Western Digital’s bit shipment increased 24 percent due to the demand placed by Apple’s new iPhones and the surge in data center SSD demand. Western Digital’s ASP dropped by about 8 percent because of its higher-density product mix. Western Digital’s NAND flash revenue rose 12.6 percent to $1.838 billion.
WD is continuing to invest in its Iwate-based K1 fab. But the primary function of the added capacity from K1 is meant to offset capacity loss from the Yokkaichi fab’s process nodes and layer improvements, so total output will remain unchanged.
Micron’s bit shipment rose by almost 15 percent. Micron achieved a minor growth in ASP due to the increase in market prices and the adoption of profitable product mix. Micron’s revenue grew by 18.1 percent to $1.422 billion.
Micron is focused on improving its process nodes and microarchitectures this year; its 128L products are expected to enter mass production in 2H20.
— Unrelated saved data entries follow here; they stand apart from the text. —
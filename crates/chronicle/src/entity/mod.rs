//! SeaORM entity definitions for the chronicle database schema.

pub mod commit;
pub mod prelude;
pub mod repository;
/// Render the parameterized single-row upsert for `backend`.
pub(crate) fn render_commit_upsert(backend: DbBackend) -> Result<String> {
    let placeholder = NewCommit {
        repository_id: 0,
        sha: String::new(),
        message: String::new(),
        author_name: String::new(),
        date: DateTime::<Utc>::UNIX_EPOCH,
        url: String::new(),
    };
    let values: Vec<SimpleExpr> = placeholder
        .into_values(DateTime::<Utc>::UNIX_EPOCH)
        .into_iter()
        .map(SimpleExpr::from)
        .collect();

    let mut insert = Query::insert();
    insert
        .into_table(Commit)
        .columns(COMMIT_COLUMNS)
        .values(values)
        .map_err(|e| StoreError::Internal {
            message: format!("commit upsert template: {e}"),
        })?
        .on_conflict(build_commit_on_conflict());

    Ok(backend.build(&insert).sql)
}

// ─── Batch Writer ────────────────────────────────────────────────────────────

fn validate(commits: &[NewCommit]) -> Result<()> {
    for commit in commits {
        if commit.sha.trim().is_empty() {
            return Err(StoreError::invalid_input("commit sha is empty"));
        }
        if commit.repository_id <= 0 {
            return Err(StoreError::invalid_input(format!(
                "commit {} has no repository id",
                commit.sha
            )));
        }
    }
    Ok(())
}

fn into_chunks<T>(items: Vec<T>, size: usize) -> Vec<Vec<T>> {
    let size = size.max(1);
    let mut chunks = Vec::with_capacity(items.len().div_ceil(size));
    let mut iter = items.into_iter().peekable();
    while iter.peek().is_some() {
        chunks.push(iter.by_ref().take(size).collect());
    }
    chunks
}

async fn write_chunk(
    txn: &DatabaseTransaction,
    sql: &str,
    shutdown: &ShutdownSignal,
    chunk: Vec<NewCommit>,
) -> Result<u64> {
    let backend = txn.get_database_backend();
    let inserted_at = Utc::now();
    let mut written = 0;

    for commit in chunk {
        if shutdown.is_shutdown() {
            return Err(StoreError::Cancelled);
        }
        let stmt = Statement::from_sql_and_values(backend, sql, commit.into_values(inserted_at));
        written += txn.execute(stmt).await?.rows_affected();
    }

    Ok(written)
}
Intel benefitted from the strong SSD demand from data centers. Intel responded to its clients’ preemptive pull-in demand with existing stock in 3Q19, in turn raising its 3Q19 bit shipment considerably, by over 50 percent.
Intel faced severe supply shortage and its ASP increased 10 percent. Intel’s NAND flash revenue dropped 5.7 percent to $1.217 billion.
Intel is continuing to develop 144L products, expected to enter mass production in 2H20.